Just Say No!  HIPAA and Requests for Reproductive Health Information

Jacquie Abbott, of counsel in the Vorys Houston office, co-authored an article for the Health Law Section of the American Bar Association's (ABA) eSource titled "Just Say No!  HIPAA and Requests for Reproductive Health Information."

The full text of the article is included below with permission from the ABA. 

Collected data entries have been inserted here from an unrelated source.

// SPDX-License-Identifier: Apache-2.0 OR MIT
// Copyright (c) 2025-2026 naskel.com

//! Load-time schema errors.
//!
//! Every variant here is a defect in the schema declarations themselves.
//! They stop initialization and are never retried.

use thiserror::Error;

/// Errors raised while declaring or resolving a schema.
#[derive(Debug, Clone, PartialEq, Eq, Error)]
pub enum SchemaError {
    #[error("type `{0}` is already registered")]
    DuplicateType(String),

    #[error("unresolved type references: {}", .names.join(", "))]
    Unresolved { names: Vec<String> },

    #[error("type `{0}` is referenced but not yet defined")]
    UnresolvedReference(String),

    #[error("unknown type `{0}`")]
    UnknownType(String),

    #[error("struct `{type_name}` declares field `{field}` twice")]
    DuplicateField { type_name: String, field: String },

    #[error("enum `{type_name}` declares variant `{variant}` twice")]
    DuplicateVariant { type_name: String, variant: String },

    #[error("enum `{type_name}` assigns discriminant {discriminant} to more than one variant")]
    DuplicateDiscriminant { type_name: String, discriminant: u8 },

    #[error("enum `{type_name}` variant `{variant}` discriminant {discriminant} does not fit the one-byte tag")]
    DiscriminantOverflow {
        type_name: String,
        variant: String,
        discriminant: u64,
    },

    #[error("envelope `{type_name}` has invalid version label `{label}` (expected V1..V255)")]
    InvalidVersionLabel { type_name: String, label: String },

    #[error("envelope `{0}` declares no versions")]
    EmptyEnvelope(String),

    #[error("type `{0}` has no variants and cannot be instantiated")]
    Uninhabited(String),

    #[error("type `{0}` nests too deeply to instantiate")]
    RecursionLimit(String),
}

impl SchemaError {
    /// Names of dangling references, if this is an aggregated resolution failure.
    pub fn unresolved_names(&self) -> &[String] {
        match self {
            Self::Unresolved { names } => names,
            _ => &[],
        }
    }
}
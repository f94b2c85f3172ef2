// SPDX-License-Identifier: Apache-2.0 OR MIT
// Copyright (c) 2025-2026 naskel.com

//! Trigger queries.

use super::QueryDecl;

pub(super) const QUERIES: &[QueryDecl] = &[
    QueryDecl::no_args("FindAllActiveTriggerIds"),
    QueryDecl::new("FindTriggerById", &["id"]),
    QueryDecl::new("FindTriggerKeyValueByIdAndKey", &["id", "key"]),
    QueryDecl::new("FindTriggersByDomainId", &["domain_id"]),
];
// SPDX-License-Identifier: Apache-2.0 OR MIT
// Copyright (c) 2025-2026 naskel.com

//! Block and block header queries.

use super::QueryDecl;

pub(super) const QUERIES: &[QueryDecl] = &[
    QueryDecl::no_args("FindAllBlocks"),
    QueryDecl::no_args("FindAllBlockHeaders"),
    QueryDecl::new("FindBlockHeaderByHash", &["hash"]),
];
// SPDX-License-Identifier: Apache-2.0 OR MIT
// Copyright (c) 2025-2026 naskel.com

use super::QueryDecl;

pub(super) const QUERIES: &[QueryDecl] = &[
    QueryDecl::no_args("FindAllDomains"),
    QueryDecl::new("FindDomainById", &["id"]),
    QueryDecl::new("FindDomainKeyValueByIdAndKey", &["id", "key"]),
];
// SPDX-License-Identifier: Apache-2.0 OR MIT
// Copyright (c) 2025-2026 naskel.com

//! Role queries.

use super::QueryDecl;

pub(super) const QUERIES: &[QueryDecl] = &[
    QueryDecl::no_args("FindAllRoles"),
    QueryDecl::no_args("FindAllRoleIds"),
    QueryDecl::new("FindRoleByRoleId", &["id"]),
    QueryDecl::new("FindRolesByAccountId", &["id"]),
];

Just Say No!  HIPAA and Requests for Reproductive Health Information

On April 22, 2024, the Office of Civil Rights issued a Final Rule titled HIPAA Privacy Rule to Support Reproductive Health Care Privacy (2024 Final Privacy Rule).¹ The 2024 Final Privacy Rule is a narrowing of the general Health Insurance Portability and Accountability Act (HIPAA) disclosure rule that allows covered entities to disclose protected health information (PHI) in specified instances. Although other laws may require additional disclosures, to comply with the 2024 Final Privacy Rule, a covered entity is only required to disclose PHI to the individual the PHI belongs to and to the individual’s personal representative. All other disclosures are permissive. This Final Rule is one of many actions taken by the U.S. Department of Health and Human Services (HHS) to protect access to and privacy of reproductive healthcare after the Supreme Court’s decision in Dobbs v. Jackson Women’s Health Organization that has led to state abortion bans and other restrictions.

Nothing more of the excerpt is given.